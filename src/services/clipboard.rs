use anyhow::Result;
use arboard::Clipboard;
use tracing::debug;

/// Destination for copied text
pub trait ClipboardSink {
    fn copy(&mut self, text: &str) -> Result<()>;
}

/// System clipboard. The handle is opened lazily so headless sessions can
/// still start and only fail when a copy is attempted.
#[derive(Default)]
pub struct SystemClipboard {
    clipboard: Option<Clipboard>,
}

impl SystemClipboard {
    pub fn new() -> Self {
        Self::default()
    }
}

impl ClipboardSink for SystemClipboard {
    fn copy(&mut self, text: &str) -> Result<()> {
        if self.clipboard.is_none() {
            self.clipboard = Some(Clipboard::new()?);
        }
        if let Some(clipboard) = self.clipboard.as_mut() {
            clipboard.set_text(text)?;
        }
        debug!(target: "clipboard", "Copied {} bytes to system clipboard", text.len());
        Ok(())
    }
}

/// Keeps the last copied payload in memory
#[derive(Debug, Default, Clone)]
pub struct MemoryClipboard {
    pub contents: Option<String>,
}

impl ClipboardSink for MemoryClipboard {
    fn copy(&mut self, text: &str) -> Result<()> {
        self.contents = Some(text.to_string());
        Ok(())
    }
}
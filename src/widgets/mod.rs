//! UI widgets for the TUI application
//!
//! Reusable components drawn around the results table.

pub mod column_formatting_popover;
pub mod debounced_input;
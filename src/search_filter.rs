use crate::data::datatable::{DataRow, DataValue};
use std::sync::Arc;
use tracing::trace;

/// Case-insensitive substring filter over rows.
///
/// The lowercase projection of every row is built once per row set (by `Arc`
/// identity) and reused for every keystroke until the rows change.
pub struct RowFilter {
    /// Stands in for null values, matched after lowercasing
    na_token: String,
    cache: Option<(Arc<Vec<DataRow>>, Vec<Vec<String>>)>,
}

impl RowFilter {
    pub fn new(na_token: impl Into<String>) -> Self {
        Self {
            na_token: na_token.into(),
            cache: None,
        }
    }

    /// Indices of rows matching `filter_text`, in original order
    pub fn matching_indices(&mut self, rows: &Arc<Vec<DataRow>>, filter_text: &str) -> Vec<usize> {
        if filter_text.is_empty() {
            return (0..rows.len()).collect();
        }

        let needle = filter_text.to_lowercase();
        let projection = self.projection(rows);

        let matches: Vec<usize> = projection
            .iter()
            .enumerate()
            .filter(|(_, values)| values.iter().any(|v| v.contains(&needle)))
            .map(|(idx, _)| idx)
            .collect();

        trace!(target: "filter", "'{}' matched {} of {} rows", filter_text, matches.len(), rows.len());
        matches
    }

    /// The matching rows themselves
    pub fn apply(&mut self, rows: &Arc<Vec<DataRow>>, filter_text: &str) -> Vec<DataRow> {
        self.matching_indices(rows, filter_text)
            .into_iter()
            .filter_map(|idx| rows.get(idx).cloned())
            .collect()
    }

    fn projection(&mut self, rows: &Arc<Vec<DataRow>>) -> &[Vec<String>] {
        let stale = !matches!(&self.cache, Some((cached, _)) if Arc::ptr_eq(cached, rows));
        if stale {
            let projected: Vec<Vec<String>> = rows
                .iter()
                .map(|row| row.values().map(|v| self.lowercase(v)).collect::<Vec<_>>())
                .collect();
            self.cache = Some((Arc::clone(rows), projected));
        }
        match &self.cache {
            Some((_, projected)) => projected,
            None => &[],
        }
    }

    fn lowercase(&self, value: &DataValue) -> String {
        match value {
            DataValue::Null => self.na_token.to_lowercase(),
            other => other.to_string().to_lowercase(),
        }
    }
}

impl Default for RowFilter {
    fn default() -> Self {
        Self::new("N/A")
    }
}
//! Column descriptors and the temporal display-mode state
//!
//! The builder turns requested column names, type tags, rows and the current
//! display preferences into descriptors the table renderer consumes.

pub mod builder;
pub mod descriptor;
pub mod temporal_toggle;

pub use builder::{ColumnDescriptorBuilder, ColumnInputs};
pub use descriptor::{
    CellContent, CellPolicy, CellRenderFn, CellRenderer, CellTone, ColumnDescriptor,
    ColumnOverride, DisplayTokens, HeaderContent, RenderedCell,
};
pub use temporal_toggle::{ColumnFormattingState, DisplayMode};
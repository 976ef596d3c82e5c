use anyhow::Result;
use chrono::Local;
use std::fs::OpenOptions;
use std::path::{Path, PathBuf};
use std::sync::Mutex;

/// Initialize tracing with a timestamped log file in `log_dir`.
///
/// The terminal belongs to the TUI, so nothing is written to stdout/stderr.
/// `RUST_LOG` overrides the default `info` filter. Returns the log file path.
pub fn init_tracing(log_dir: &Path) -> Result<PathBuf> {
    use tracing_subscriber::{fmt, layer::SubscriberExt, util::SubscriberInitExt, EnvFilter};

    let timestamp = Local::now().format("%Y%m%d_%H%M%S");
    let log_path = log_dir.join(format!("table-columns_{}.log", timestamp));

    let log_file = OpenOptions::new()
        .create(true)
        .append(true)
        .open(&log_path)?;

    // "latest.log" always points at the current session
    #[cfg(unix)]
    {
        let latest_path = log_dir.join("latest.log");
        let _ = std::fs::remove_file(&latest_path);
        let _ = std::os::unix::fs::symlink(&log_path, &latest_path);
    }

    let fmt_layer = fmt::layer()
        .with_writer(Mutex::new(log_file))
        .with_target(true)
        .with_level(true)
        .with_ansi(false)
        .compact();

    let filter = EnvFilter::try_from_default_env().unwrap_or_else(|_| EnvFilter::new("info"));

    tracing_subscriber::registry()
        .with(filter)
        .with(fmt_layer)
        .try_init()?;

    tracing::info!(target: "app", "Logging initialized: {}", log_path.display());
    Ok(log_path)
}

#[macro_export]
macro_rules! trace_toggle {
    ($source:expr, $column:expr, $mode:expr) => {
        tracing::debug!(target: "column_format", "[{}] {} -> {:?}", $source, $column, $mode);
    };
}
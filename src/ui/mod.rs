//! User interface layer
//!
//! The results table, its header interactions and the TUI application.

pub mod header_events;
pub mod result_table;
pub mod table_renderer;
pub mod tui_app;
//! Per-data-source column display preferences
//!
//! For every data source the store keeps an ordered set of column names whose
//! temporal values are shown as their raw original value.

use anyhow::{Context, Result};
use std::collections::HashMap;
use std::fs;
use std::path::{Path, PathBuf};
use std::sync::{Mutex, RwLock};
use tracing::{debug, warn};

pub trait ColumnDisplayPreferenceStore: Send + Sync {
    /// Columns shown in original mode; unknown sources yield an empty list
    fn get(&self, data_source: &str) -> Vec<String>;

    /// Replace the stored list for `data_source`
    fn set(&self, data_source: &str, columns: &[String]) -> Result<()>;
}

/// Dedupe while keeping first-seen order
fn ordered_set(columns: &[String]) -> Vec<String> {
    let mut out: Vec<String> = Vec::with_capacity(columns.len());
    for column in columns {
        if !out.contains(column) {
            out.push(column.clone());
        }
    }
    out
}

#[derive(Debug, Default)]
pub struct InMemoryPreferenceStore {
    entries: RwLock<HashMap<String, Vec<String>>>,
}

impl InMemoryPreferenceStore {
    pub fn new() -> Self {
        Self::default()
    }
}

impl ColumnDisplayPreferenceStore for InMemoryPreferenceStore {
    fn get(&self, data_source: &str) -> Vec<String> {
        match self.entries.read() {
            Ok(entries) => entries.get(data_source).cloned().unwrap_or_default(),
            Err(poisoned) => poisoned
                .into_inner()
                .get(data_source)
                .cloned()
                .unwrap_or_default(),
        }
    }

    fn set(&self, data_source: &str, columns: &[String]) -> Result<()> {
        let mut entries = self
            .entries
            .write()
            .map_err(|_| anyhow::anyhow!("preference store lock poisoned"))?;
        if columns.is_empty() {
            entries.remove(data_source);
        } else {
            entries.insert(data_source.to_string(), ordered_set(columns));
        }
        Ok(())
    }
}

/// JSON file store. Every `get` reads the file so changes written by another
/// handle (or another process) are picked up on the next re-sync.
#[derive(Debug)]
pub struct FilePreferenceStore {
    path: PathBuf,
    write_lock: Mutex<()>,
}

impl FilePreferenceStore {
    pub fn new(path: impl Into<PathBuf>) -> Self {
        Self {
            path: path.into(),
            write_lock: Mutex::new(()),
        }
    }

    pub fn path(&self) -> &Path {
        &self.path
    }

    fn load(&self) -> Result<HashMap<String, Vec<String>>> {
        if !self.path.exists() {
            return Ok(HashMap::new());
        }
        let contents = fs::read_to_string(&self.path)
            .with_context(|| format!("Failed to read {:?}", self.path))?;
        if contents.trim().is_empty() {
            return Ok(HashMap::new());
        }
        let entries = serde_json::from_str(&contents)
            .with_context(|| format!("Failed to parse {:?}", self.path))?;
        Ok(entries)
    }
}

impl ColumnDisplayPreferenceStore for FilePreferenceStore {
    fn get(&self, data_source: &str) -> Vec<String> {
        match self.load() {
            Ok(entries) => entries.get(data_source).cloned().unwrap_or_default(),
            Err(e) => {
                warn!(target: "preferences", "Ignoring unreadable preference file: {:#}", e);
                Vec::new()
            }
        }
    }

    fn set(&self, data_source: &str, columns: &[String]) -> Result<()> {
        let _guard = self
            .write_lock
            .lock()
            .map_err(|_| anyhow::anyhow!("preference file lock poisoned"))?;

        // A corrupt file is replaced rather than blocking every future write
        let mut entries = self.load().unwrap_or_default();
        if columns.is_empty() {
            entries.remove(data_source);
        } else {
            entries.insert(data_source.to_string(), ordered_set(columns));
        }

        if let Some(parent) = self.path.parent() {
            fs::create_dir_all(parent)?;
        }
        let contents = serde_json::to_string_pretty(&entries)?;
        fs::write(&self.path, contents)
            .with_context(|| format!("Failed to write {:?}", self.path))?;

        debug!(target: "preferences", "Saved {} original columns for '{}'", columns.len(), data_source);
        Ok(())
    }
}
pub mod columns;
pub mod config;
pub mod data;
pub mod preferences;
pub mod search_filter;
pub mod services;
pub mod table_display;
pub mod ui;
pub mod utils;
pub mod widgets;
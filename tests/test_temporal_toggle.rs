use std::sync::Arc;
use table_columns::columns::{ColumnFormattingState, DisplayMode};
use table_columns::preferences::{
    ColumnDisplayPreferenceStore, FilePreferenceStore, InMemoryPreferenceStore,
};
use tempfile::TempDir;

fn state(store: Arc<dyn ColumnDisplayPreferenceStore>, source: &str) -> ColumnFormattingState {
    let mut state = ColumnFormattingState::new(store);
    state.set_data_source(Some(source.to_string()));
    state.set_visible(true);
    state
}

#[test]
fn test_selecting_active_mode_is_a_no_op() {
    let store = Arc::new(InMemoryPreferenceStore::new());
    let mut state = state(store.clone(), "trades");

    assert!(!state.select("ts", DisplayMode::Formatted));
    let generation = state.generation();

    assert!(state.select("ts", DisplayMode::Original));
    assert!(!state.select("ts", DisplayMode::Original));
    assert_eq!(state.generation(), generation + 1);
    assert_eq!(store.get("trades"), vec!["ts".to_string()]);

    assert!(state.select("ts", DisplayMode::Formatted));
    assert!(store.get("trades").is_empty());
}

#[test]
fn test_toggle_without_data_source_does_nothing() {
    let store = Arc::new(InMemoryPreferenceStore::new());
    let mut state = ColumnFormattingState::new(store.clone());
    state.set_visible(true);

    assert!(!state.toggle("ts"));
    assert_eq!(state.mode_of("ts"), DisplayMode::Formatted);
}

#[test]
fn test_preferences_are_per_data_source() {
    let store = Arc::new(InMemoryPreferenceStore::new());
    let mut state = state(store.clone(), "a");
    state.select("ts", DisplayMode::Original);

    state.set_data_source(Some("b".to_string()));
    assert_eq!(state.mode_of("ts"), DisplayMode::Formatted);

    state.set_data_source(Some("a".to_string()));
    assert_eq!(state.mode_of("ts"), DisplayMode::Original);
}

#[test]
fn test_becoming_visible_picks_up_external_changes() {
    let store: Arc<dyn ColumnDisplayPreferenceStore> = Arc::new(InMemoryPreferenceStore::new());
    let mut first = state(store.clone(), "trades");
    let mut second = state(store.clone(), "trades");

    first.select("ts", DisplayMode::Original);
    // Not re-read while the second table stays visible
    assert_eq!(second.mode_of("ts"), DisplayMode::Formatted);

    second.set_visible(false);
    second.set_visible(true);
    assert_eq!(second.mode_of("ts"), DisplayMode::Original);
}

#[test]
fn test_file_store_shares_choices_across_handles() {
    let dir = TempDir::new().unwrap();
    let path = dir.path().join("prefs").join("column_display.json");

    let mut first = state(Arc::new(FilePreferenceStore::new(&path)), "orders");
    first.select("created", DisplayMode::Original);
    first.select("updated", DisplayMode::Original);

    let second = state(Arc::new(FilePreferenceStore::new(&path)), "orders");
    assert_eq!(
        second.original_columns(),
        &["created".to_string(), "updated".to_string()]
    );
}

#[test]
fn test_failed_write_keeps_local_choice() {
    let dir = TempDir::new().unwrap();
    // A directory where the file should be makes every write fail
    let path = dir.path().join("blocked");
    std::fs::create_dir_all(&path).unwrap();

    let mut state = state(Arc::new(FilePreferenceStore::new(&path)), "orders");
    assert!(state.select("created", DisplayMode::Original));
    assert_eq!(state.mode_of("created"), DisplayMode::Original);
}
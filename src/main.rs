use crossterm::style::Stylize;
use std::sync::Arc;
use table_columns::config::Config;
use table_columns::data::datatable::DataRow;
use table_columns::data::datatable_loaders::{load_file, table_name};
use table_columns::services::{LabelCatalog, SystemClipboard, Translator};
use table_columns::table_display::display_results;
use table_columns::ui::result_table::ResultTable;
use table_columns::ui::tui_app::{run_tui_app, TuiApp};
use table_columns::utils::app_paths::AppPaths;
use table_columns::utils::logging::init_tracing;

fn print_help() {
    println!("{}", "table-columns - Interactive results table".blue().bold());
    println!();
    println!("{}", "Usage:".yellow());
    println!("  table-columns [OPTIONS] FILE.csv|FILE.json");
    println!();
    println!("{}", "Options:".yellow());
    println!("  {}             - Print the table and exit", "--print".green());
    println!(
        "  {} - Treat columns as epoch-millisecond timestamps",
        "--temporal a,b".green()
    );
    println!(
        "  {}         - Data source id for saved column preferences",
        "--source ID".green()
    );
    println!("  {}           - Show HTML as plain text", "--no-html".green());
    println!(
        "  {}   - Generate config file with defaults",
        "--generate-config".green()
    );
    println!("  {}              - Show this help", "--help".green());
    println!();
    println!("{}", "Keys:".yellow());
    println!("  {}  - Filter rows", "/".green());
    println!("  {}  - Copy visible rows as TSV", "y".green());
    println!("  {}  - Column formatting (temporal columns)", "f".green());
    println!("  {}  - Sort by selected column", "s".green());
    println!("  {}  - Quit", "q".green());
    println!();
}

fn option_value(args: &[String], name: &str) -> Option<String> {
    args.iter()
        .position(|arg| arg == name)
        .and_then(|pos| args.get(pos + 1))
        .cloned()
}

fn generate_config() -> anyhow::Result<()> {
    let path = Config::get_config_path()?;
    if let Some(parent) = path.parent() {
        std::fs::create_dir_all(parent)?;
    }
    std::fs::write(&path, Config::create_default_with_comments())?;
    println!("Configuration file created at: {:?}", path);
    Ok(())
}

fn main() -> anyhow::Result<()> {
    let args: Vec<String> = std::env::args().skip(1).collect();

    if args.iter().any(|arg| arg == "--help" || arg == "-h") {
        print_help();
        return Ok(());
    }

    if args.iter().any(|arg| arg == "--generate-config") {
        if let Err(e) = generate_config() {
            eprintln!("Error writing config file: {}", e);
            std::process::exit(1);
        }
        return Ok(());
    }

    let config = match Config::load() {
        Ok(config) => config,
        Err(e) => {
            eprintln!("{}", format!("Warning: using default config ({})", e).yellow());
            Config::default()
        }
    };

    // Logging is best-effort; the table still works without a log file
    match AppPaths::log_dir().and_then(|dir| init_tracing(&dir)) {
        Ok(path) => eprintln!("Logs: {}", path.display()),
        Err(e) => eprintln!("Logging disabled: {}", e),
    }

    let value_options = ["--temporal", "--source"];
    let file = args
        .iter()
        .enumerate()
        .filter(|(i, arg)| {
            !arg.starts_with("--")
                && !(*i > 0 && value_options.contains(&args[*i - 1].as_str()))
        })
        .map(|(_, arg)| arg.clone())
        .next();

    let Some(file) = file else {
        print_help();
        std::process::exit(1);
    };

    let mut loaded = load_file(&file)?;
    if let Some(temporal) = option_value(&args, "--temporal") {
        let names: Vec<String> = temporal
            .split(',')
            .map(|s| s.trim().to_string())
            .filter(|s| !s.is_empty())
            .collect();
        loaded.mark_temporal(&names);
    }

    let data_source = option_value(&args, "--source").unwrap_or_else(|| table_name(&file));
    let translator: Arc<dyn Translator> = Arc::new(LabelCatalog::new(config.labels.clone()));
    let store = config.preferences.open_store()?;

    let mut table = ResultTable::from_config(&config, store, translator.as_ref());
    if args.iter().any(|arg| arg == "--no-html") {
        table.set_allow_html(false);
    }
    let title = loaded.name.clone();
    table.set_data(loaded.columns, loaded.column_types, loaded.rows);
    table.set_data_source(Some(data_source));

    if args.iter().any(|arg| arg == "--print") {
        table.set_visible(true);
        let descriptors = table.columns().to_vec();
        let rows: Vec<&DataRow> = table.filtered_rows();
        display_results(&descriptors, &rows);
        return Ok(());
    }

    let app = TuiApp::new(
        table,
        translator,
        Box::new(SystemClipboard::new()),
        config.filter.debounce_ms,
        title,
    )
    .with_row_numbers(config.display.show_row_numbers);

    if let Err(e) = run_tui_app(app) {
        eprintln!("TUI Error: {}", e);
        std::process::exit(1);
    }
    Ok(())
}
use crate::columns::DisplayMode;
use crate::services::{labels, Translator};
use crossterm::event::{KeyCode, KeyEvent};
use ratatui::{
    layout::{Position, Rect},
    style::{Color, Modifier, Style},
    text::{Line, Span},
    widgets::{Block, Borders, Clear, Paragraph},
    Frame,
};

const OPTIONS: [DisplayMode; 2] = [DisplayMode::Formatted, DisplayMode::Original];
const POPOVER_WIDTH: u16 = 24;
const POPOVER_HEIGHT: u16 = 4;

#[derive(Debug, Clone, PartialEq, Eq)]
pub enum PopoverAction {
    Continue,
    Select { column: String, mode: DisplayMode },
    Close,
    PassThrough,
}

#[derive(Debug, Clone, PartialEq, Eq)]
struct PopoverAnchor {
    column: String,
    column_index: usize,
}

/// Overlay anchored to a temporal column header offering
/// "Formatted date" / "Original value"
#[derive(Debug, Default)]
pub struct ColumnFormattingPopover {
    anchor: Option<PopoverAnchor>,
    highlighted: usize,
    /// Where the overlay was last drawn, for mouse hit-testing
    last_area: Option<Rect>,
}

impl ColumnFormattingPopover {
    pub fn new() -> Self {
        Self::default()
    }

    pub fn open(&mut self, column: impl Into<String>, column_index: usize, current: DisplayMode) {
        self.anchor = Some(PopoverAnchor {
            column: column.into(),
            column_index,
        });
        self.highlighted = OPTIONS.iter().position(|m| *m == current).unwrap_or(0);
    }

    pub fn close(&mut self) {
        self.anchor = None;
        self.last_area = None;
    }

    pub fn is_open(&self) -> bool {
        self.anchor.is_some()
    }

    pub fn column(&self) -> Option<&str> {
        self.anchor.as_ref().map(|a| a.column.as_str())
    }

    pub fn column_index(&self) -> Option<usize> {
        self.anchor.as_ref().map(|a| a.column_index)
    }

    pub fn highlighted(&self) -> DisplayMode {
        OPTIONS[self.highlighted]
    }

    /// Choose a mode; the overlay stays anchored to the same column
    pub fn choose(&mut self, mode: DisplayMode) -> PopoverAction {
        match &self.anchor {
            Some(anchor) => {
                self.highlighted = OPTIONS.iter().position(|m| *m == mode).unwrap_or(0);
                PopoverAction::Select {
                    column: anchor.column.clone(),
                    mode,
                }
            }
            None => PopoverAction::PassThrough,
        }
    }

    pub fn handle_key(&mut self, key: KeyEvent) -> PopoverAction {
        if !self.is_open() {
            return PopoverAction::PassThrough;
        }

        match key.code {
            KeyCode::Esc | KeyCode::Char('q') => {
                self.close();
                PopoverAction::Close
            }
            KeyCode::Up | KeyCode::Down | KeyCode::Tab | KeyCode::Char('j') | KeyCode::Char('k') => {
                self.highlighted = (self.highlighted + 1) % OPTIONS.len();
                PopoverAction::Continue
            }
            KeyCode::Enter | KeyCode::Char(' ') => self.choose(self.highlighted()),
            KeyCode::Char('f') => self.choose(DisplayMode::Formatted),
            KeyCode::Char('o') => self.choose(DisplayMode::Original),
            // Swallow everything else so keys don't leak to the table behind
            _ => PopoverAction::Continue,
        }
    }

    /// Is the point inside the drawn overlay
    pub fn contains(&self, x: u16, y: u16) -> bool {
        self.last_area
            .is_some_and(|area| area.contains(Position { x, y }))
    }

    /// Which option row sits under the point, if any
    pub fn option_at(&self, x: u16, y: u16) -> Option<DisplayMode> {
        let area = self.last_area?;
        if !self.contains(x, y) {
            return None;
        }
        // Border row first, options on the following rows
        let row = y.checked_sub(area.y + 1)? as usize;
        OPTIONS.get(row).copied()
    }

    /// Draw below `anchor` (the header cell), clamped to `bounds`
    pub fn render(&mut self, f: &mut Frame, anchor: Rect, bounds: Rect, translator: &dyn Translator) {
        if !self.is_open() {
            return;
        }

        let width = POPOVER_WIDTH.min(bounds.width);
        let height = POPOVER_HEIGHT.min(bounds.height);
        let max_x = bounds.x + bounds.width.saturating_sub(width);
        let max_y = bounds.y + bounds.height.saturating_sub(height);
        let area = Rect {
            x: anchor.x.min(max_x),
            y: (anchor.y + 1).min(max_y),
            width,
            height,
        };

        let lines: Vec<Line> = OPTIONS
            .iter()
            .enumerate()
            .map(|(idx, mode)| {
                let label = match mode {
                    DisplayMode::Formatted => translator.t(labels::FORMATTED_DATE),
                    DisplayMode::Original => translator.t(labels::ORIGINAL_VALUE),
                };
                let marker = if idx == self.highlighted { "> " } else { "  " };
                let style = if idx == self.highlighted {
                    Style::default()
                        .fg(Color::Yellow)
                        .add_modifier(Modifier::BOLD)
                } else {
                    Style::default()
                };
                Line::from(vec![Span::raw(marker), Span::styled(label, style)])
            })
            .collect();

        let popup = Paragraph::new(lines).block(
            Block::default()
                .borders(Borders::ALL)
                .title(translator.t(labels::COLUMN_FORMATTING))
                .border_style(Style::default().fg(Color::Cyan)),
        );

        f.render_widget(Clear, area);
        f.render_widget(popup, area);
        self.last_area = Some(area);
    }
}
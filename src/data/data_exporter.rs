use crate::data::datatable::{DataRow, DataValue};

/// Serializes visible table data into clipboard-friendly text
pub struct DataExporter;

impl DataExporter {
    /// Format a single value for a TSV field. Nulls and absent values become
    /// empty fields; tabs and line breaks are flattened so the grid shape
    /// survives pasting into a spreadsheet.
    pub fn format_for_clipboard(value: Option<&DataValue>) -> String {
        match value {
            None | Some(DataValue::Null) => String::new(),
            Some(DataValue::String(s)) => Self::flatten_field(s),
            Some(other) => other.to_string(),
        }
    }

    /// One row as tab-separated values, in `columns` order
    pub fn format_row_for_clipboard(row: &DataRow, columns: &[String]) -> String {
        columns
            .iter()
            .map(|column| Self::format_for_clipboard(row.get(column)))
            .collect::<Vec<_>>()
            .join("\t")
    }

    /// Generate TSV (Tab-Separated Values) text: a header line with the column
    /// names followed by one line per row. Empty column list yields an empty payload.
    pub fn generate_tsv_text<'a>(
        rows: impl IntoIterator<Item = &'a DataRow>,
        columns: &[String],
    ) -> String {
        if columns.is_empty() {
            return String::new();
        }

        let header: Vec<String> = columns.iter().map(|c| Self::flatten_field(c)).collect();
        let mut tsv_text = header.join("\t");
        tsv_text.push('\n');

        for row in rows {
            tsv_text.push_str(&Self::format_row_for_clipboard(row, columns));
            tsv_text.push('\n');
        }

        tsv_text
    }

    fn flatten_field(field: &str) -> String {
        field.replace('\t', " ").replace("\r\n", " ").replace(['\n', '\r'], " ")
    }
}

#[cfg(test)]
mod tests {
    use super::*;

    fn cols(names: &[&str]) -> Vec<String> {
        names.iter().map(|s| s.to_string()).collect()
    }

    #[test]
    fn test_tsv_preserves_column_and_row_order() {
        let rows = vec![
            DataRow::new()
                .with("b", DataValue::Integer(2))
                .with("a", DataValue::String("x".to_string())),
            DataRow::new()
                .with("a", DataValue::String("y".to_string()))
                .with("b", DataValue::Float(2.5)),
        ];
        let text = DataExporter::generate_tsv_text(&rows, &cols(&["a", "b"]));
        assert_eq!(text, "a\tb\nx\t2\ny\t2.5\n");
    }

    #[test]
    fn test_absent_and_null_values_are_empty_fields() {
        let rows = vec![DataRow::new()
            .with("a", DataValue::Null)
            .with("c", DataValue::Boolean(true))];
        let text = DataExporter::generate_tsv_text(&rows, &cols(&["a", "b", "c"]));
        assert_eq!(text, "a\tb\tc\n\t\ttrue\n");
    }

    #[test]
    fn test_embedded_separators_are_flattened() {
        let rows = vec![DataRow::new().with("a", DataValue::String("one\ttwo\nthree".to_string()))];
        let text = DataExporter::generate_tsv_text(&rows, &cols(&["a"]));
        assert_eq!(text, "a\none two three\n");
    }

    #[test]
    fn test_no_columns_no_payload() {
        let rows = vec![DataRow::new().with("a", DataValue::Integer(1))];
        assert_eq!(DataExporter::generate_tsv_text(&rows, &[]), "");
    }
}
use crate::columns::ColumnDescriptor;
use crate::data::datatable::DataRow;
use comfy_table::{Attribute, Cell, ContentArrangement, Table};
use crossterm::style::Stylize;

/// Build a comfy-table from descriptors, using the same cell text the TUI shows
pub fn build_table(descriptors: &[ColumnDescriptor], rows: &[&DataRow]) -> Table {
    let mut table = Table::new();
    table.set_content_arrangement(ContentArrangement::Dynamic);

    let headers: Vec<Cell> = descriptors
        .iter()
        .map(|d| Cell::new(d.header.label()).add_attribute(Attribute::Bold))
        .collect();
    table.set_header(headers);

    for row in rows {
        let cells: Vec<String> = descriptors
            .iter()
            .map(|d| d.render_cell(row).plain_text())
            .collect();
        table.add_row(cells);
    }

    table
}

pub fn display_results(descriptors: &[ColumnDescriptor], rows: &[&DataRow]) {
    if descriptors.is_empty() || rows.is_empty() {
        println!("{}", "No results found.".yellow());
        return;
    }

    println!("{}", build_table(descriptors, rows));
    println!("\n{}", format!("{} rows returned", rows.len()).green());
}

#[cfg(test)]
mod tests {
    use super::*;
    use crate::columns::{ColumnDescriptorBuilder, ColumnFormattingState, ColumnInputs, DisplayTokens};
    use crate::data::datatable::{DataValue, GenericDataType};
    use crate::preferences::InMemoryPreferenceStore;
    use crate::services::{DatabaseDateTimeFormatter, TerminalMarkupRenderer};
    use std::sync::Arc;

    #[test]
    fn test_print_table_uses_cell_policy() {
        let rows = Arc::new(vec![DataRow::new()
            .with("ts", DataValue::Integer(1_700_000_000_000))
            .with("ok", DataValue::Boolean(true))
            .with("note", DataValue::Null)]);
        let inputs = ColumnInputs {
            columns: vec!["ts".into(), "ok".into(), "note".into()],
            column_types: vec![
                GenericDataType::Temporal,
                GenericDataType::Boolean,
                GenericDataType::String,
            ],
            ..ColumnInputs::default()
        };
        let mut builder = ColumnDescriptorBuilder::new(
            DisplayTokens::default(),
            Arc::new(DatabaseDateTimeFormatter::new()),
            Arc::new(TerminalMarkupRenderer::new()),
        );
        let formatting = ColumnFormattingState::new(Arc::new(InMemoryPreferenceStore::new()));
        let descriptors = builder.build(&inputs, &rows, &formatting).to_vec();

        let row_refs: Vec<&DataRow> = rows.iter().collect();
        let rendered = build_table(&descriptors, &row_refs).to_string();
        assert!(rendered.contains("2023-11-14 22:13:20"));
        assert!(rendered.contains("True"));
        assert!(rendered.contains("N/A"));
    }
}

□ □ □ □ □

Reproduce word for word the lines of the records above, beginning at the first and ending with the line where "impl ClipboardSink for MemoryClipboard" appears, and nothing past it.

▸ **RESPONSE**
filename src/services/clipboard.rs
use anyhow::Result;
use arboard::Clipboard;
use tracing::debug;

/// Destination for copied text
pub trait ClipboardSink {
    fn copy(&mut self, text: &str) -> Result<()>;
}

/// System clipboard. The handle is opened lazily so headless sessions can
/// still start and only fail when a copy is attempted.
#[derive(Default)]
pub struct SystemClipboard {
    clipboard: Option<Clipboard>,
}

impl SystemClipboard {
    pub fn new() -> Self {
        Self::default()
    }
}

impl ClipboardSink for SystemClipboard {
    fn copy(&mut self, text: &str) -> Result<()> {
        if self.clipboard.is_none() {
            self.clipboard = Some(Clipboard::new()?);
        }
        if let Some(clipboard) = self.clipboard.as_mut() {
            clipboard.set_text(text)?;
        }
        debug!(target: "clipboard", "Copied {} bytes to system clipboard", text.len());
        Ok(())
    }
}

/// Keeps the last copied payload in memory
#[derive(Debug, Default, Clone)]
pub struct MemoryClipboard {
    pub contents: Option<String>,
}

impl ClipboardSink for MemoryClipboard {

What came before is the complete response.